■ **WORK TO BE COMPLETED**
All of the data needs to be reproduced with no alterations.

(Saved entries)
+++

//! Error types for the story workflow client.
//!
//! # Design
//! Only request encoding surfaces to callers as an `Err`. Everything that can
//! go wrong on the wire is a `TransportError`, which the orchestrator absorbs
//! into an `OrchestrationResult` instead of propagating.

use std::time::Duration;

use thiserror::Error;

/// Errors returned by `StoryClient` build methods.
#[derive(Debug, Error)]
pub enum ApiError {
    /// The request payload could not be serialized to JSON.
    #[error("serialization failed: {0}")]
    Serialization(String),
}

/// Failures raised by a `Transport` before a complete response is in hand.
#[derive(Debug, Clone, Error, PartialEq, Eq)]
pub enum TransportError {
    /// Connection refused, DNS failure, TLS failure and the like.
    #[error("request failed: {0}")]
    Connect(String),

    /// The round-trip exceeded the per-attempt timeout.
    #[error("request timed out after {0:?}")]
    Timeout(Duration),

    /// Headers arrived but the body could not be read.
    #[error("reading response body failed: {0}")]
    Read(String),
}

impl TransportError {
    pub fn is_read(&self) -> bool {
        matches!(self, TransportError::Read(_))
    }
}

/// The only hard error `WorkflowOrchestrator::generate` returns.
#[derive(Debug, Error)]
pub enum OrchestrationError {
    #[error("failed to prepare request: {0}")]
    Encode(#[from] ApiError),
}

+++

■ **EXPECTED ANSWER**
//! Error types for the story workflow client.
//!
//! # Design
//! Only request encoding surfaces to callers as an `Err`. Everything that can
//! go wrong on the wire is a `TransportError`, which the orchestrator absorbs
//! into an `OrchestrationResult` instead of propagating.

use std::time::Duration;

use thiserror::Error;

/// Errors returned by `StoryClient` build methods.
#[derive(Debug, Error)]
pub enum ApiError {
    /// The request payload could not be serialized to JSON.
    #[error("serialization failed: {0}")]
    Serialization(String),
}

/// Failures raised by a `Transport` before a complete response is in hand.
#[derive(Debug, Clone, Error, PartialEq, Eq)]
pub enum TransportError {
    /// Connection refused, DNS failure, TLS failure and the like.
    #[error("request failed: {0}")]
    Connect(String),

    /// The round-trip exceeded the per-attempt timeout.
    #[error("request timed out after {0:?}")]
    Timeout(Duration),

    /// Headers arrived but the body could not be read.
    #[error("reading response body failed: {0}")]
    Read(String),
}

impl TransportError {
    pub fn is_read(&self) -> bool {
        matches!(self, TransportError::Read(_))
    }
}

/// The only hard error `WorkflowOrchestrator::generate` returns.
#[derive(Debug, Error)]
pub enum OrchestrationError {
    #[error("failed to prepare request: {0}")]
    Encode(#[from] ApiError),
}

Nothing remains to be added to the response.